第12話「My Friends」ー2

「2人とも、もういいだろう?」


 そう言いながら、強羅は妃美子と茂無の肩をポンっと優しく叩いた。


「強羅、ボクの凶行を止めてくれて、ありがとう! 君が止めてくれなかったら……今頃ボクは……取り返しのつかないことをしてしまっていただろう……でも、どうして、こんな時間に屋上に居合わせたんだい?」


「先週から、オマエの様子がおかしいことには気付いていたんだ。俺は毎朝、柔道部の朝練でかなり早くに登校しているんだが、毎朝、オマエが2年3組の下駄箱の前ですごい形相をして突っ立っているのが、どうにも気になってな。3組の柔道部仲間に誰の下駄箱なのか訊いてみたら、如月だって教えてくれたよ。如月は、この学校で唯一の同中出身でな、家も近所だ。先週いっぱい病欠していた如月が今日、登校していると聞いたのでな、今日1日、オマエの行動を注意深く観察させてもらった。トイレでオマエが妙な着ぐるみに着替えてどこかに向かって行ったので、申し訳ないが尾行させてもらった、というわけだ」


「そうだったのか……ありがとう! 強羅! この恩は一生忘れないよ!」


「気にするな! クラスメイトを助けるのにいちいち恩など覚えてもらっていたらキリがない! そんなもの、お茶漬けと一緒にサラサラと胃に流し込んで忘れてしまえ!」


 そう言って、強羅は豪快に笑った。
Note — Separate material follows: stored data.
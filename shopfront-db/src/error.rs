//! Database error conversion.
//!
//! Backend errors are logged in full here and reduced to
//! [`StorageError`] before they leave the crate.

use deadpool_postgres::{CreatePoolError, PoolError};
use shopfront_core::{ShopError, StorageError, ValidationError};
use thiserror::Error;
use tokio_postgres::error::SqlState;

/// Failure inside the Postgres provider.
#[derive(Debug, Error)]
pub enum DbError {
    #[error("postgres error: {0}")]
    Postgres(#[from] tokio_postgres::Error),

    #[error("connection pool error: {0}")]
    Pool(#[from] PoolError),

    #[error("failed to create pool: {0}")]
    CreatePool(#[from] CreatePoolError),

    #[error("invalid stored value in {column}: {reason}")]
    Decode { column: &'static str, reason: String },

    #[error(transparent)]
    Invalid(#[from] ValidationError),
}

pub type DbResult<T> = Result<T, DbError>;

impl From<serde_json::Error> for DbError {
    fn from(err: serde_json::Error) -> Self {
        DbError::Decode {
            column: "options",
            reason: err.to_string(),
        }
    }
}

impl From<DbError> for ShopError {
    fn from(err: DbError) -> Self {
        let storage = match err {
            DbError::Invalid(err) => return ShopError::Validation(err),
            DbError::Postgres(err) => {
                tracing::error!("Database error: {:?}", err);
                let table = err
                    .as_db_error()
                    .and_then(|db| db.table())
                    .unwrap_or("row")
                    .to_string();
                match err.code() {
                    Some(code) if *code == SqlState::UNIQUE_VIOLATION => {
                        StorageError::InsertFailed {
                            entity: table,
                            reason: "already exists".to_string(),
                        }
                    }
                    Some(code) if *code == SqlState::FOREIGN_KEY_VIOLATION => {
                        StorageError::QueryFailed {
                            reason: format!(
                                "{} references a missing or still referenced row",
                                table
                            ),
                        }
                    }
                    _ => StorageError::QueryFailed {
                        reason: "database operation failed".to_string(),
                    },
                }
            }
            DbError::Pool(err) => {
                tracing::error!("Connection pool error: {:?}", err);
                match err {
                    PoolError::Timeout(_) => StorageError::ConnectionFailed {
                        reason: "connection pool exhausted".to_string(),
                    },
                    PoolError::Closed => StorageError::ConnectionFailed {
                        reason: "connection pool is closed".to_string(),
                    },
                    _ => StorageError::ConnectionFailed {
                        reason: "failed to acquire database connection".to_string(),
                    },
                }
            }
            DbError::CreatePool(err) => {
                tracing::error!("Failed to create pool: {:?}", err);
                StorageError::ConnectionFailed {
                    reason: err.to_string(),
                }
            }
            DbError::Decode { column, reason } => {
                tracing::error!(column, %reason, "Undecodable stored value");
                StorageError::QueryFailed {
                    reason: format!("invalid stored {}", column),
                }
            }
        };
        ShopError::Storage(storage)
    }
}

#[cfg(test)]
mod tests {
    use super::*;

    #[test]
    fn test_closed_pool_is_connection_failure() {
        let err: ShopError = DbError::Pool(PoolError::Closed).into();
        assert!(matches!(
            err,
            ShopError::Storage(StorageError::ConnectionFailed { .. })
        ));
    }

    #[test]
    fn test_rejected_write_stays_a_validation_error() {
        let err: ShopError = DbError::from(ValidationError::InvalidValue {
            field: "country".to_string(),
            reason: "expected ISO 3166-1 alpha-2".to_string(),
        })
        .into();
        assert!(err.is_validation());
    }

    #[test]
    fn test_decode_error_names_column() {
        let err: ShopError = DbError::Decode {
            column: "options",
            reason: "expected map".to_string(),
        }
        .into();
        assert_eq!(
            err,
            ShopError::Storage(StorageError::QueryFailed {
                reason: "invalid stored options".to_string()
            })
        );
    }
}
屈託のないその笑顔は、燦々と降り注ぐ太陽のように、妃美子の心をポカポカと温めた。


「強羅……ありがとう……本当に……ありがとう!」


 緊張の糸が途切れた妃美子の瞳から嬉し涙が流れた。


「外見は随分ど派手になったようだが、中身は変わってねえんだな!」


 強羅が妃美子を茶化した。


「ちょっと、それ、どういう意味よ?」


 妃美子は、餌を頬張ったハムスターのように頬を膨らませた。


「オマエは、何でもかんでも、ひとりで抱え込み過ぎだ。オマエはもっと、周りの人だぢに頼っべきだ。きっと、仲間だぢもそう思ってるんじゃねえのか?」


 強羅は、給水タンクの上を指差して言った。


 そこには、帰宅した筈の楊華と護衛の“アナスターシャ”と思われるロシア系の金髪美女、そして、貴衣と、執事の“神無月さん”と思われる黒スーツに身を包んだダンディーなイケオジが、4人並んでこちらを心配そうに伺っていた。


「えっ? どうして? 2人とも帰ったんじゃないの?」


 妃美子は目をまんまるにして驚いた。


「『どうして?』じゃないわよ! バカ妃美子! どうして、私たちに相談してくれないのよ?」


 相変わらず、良く通る声で楊華が叫んだ。


「そうよ!  私たち親友でしょ? こんな事態になるまで何も相談してくれないなんて、悲しいじゃないっ!」


 貴衣が、薄っすらと涙を浮かべながら言った。


 楊華と貴衣は、給水タンクの梯子から降りて、妃美子のところまで駆け寄り、妃美子をギュッと抱きしめた。


「良かった……無事で良かった……」


 楊華は、まるで子猫を撫でるように、妃美子のピンク色の髪を優しく撫でた。貴衣は、わんわん声を上げて泣いている。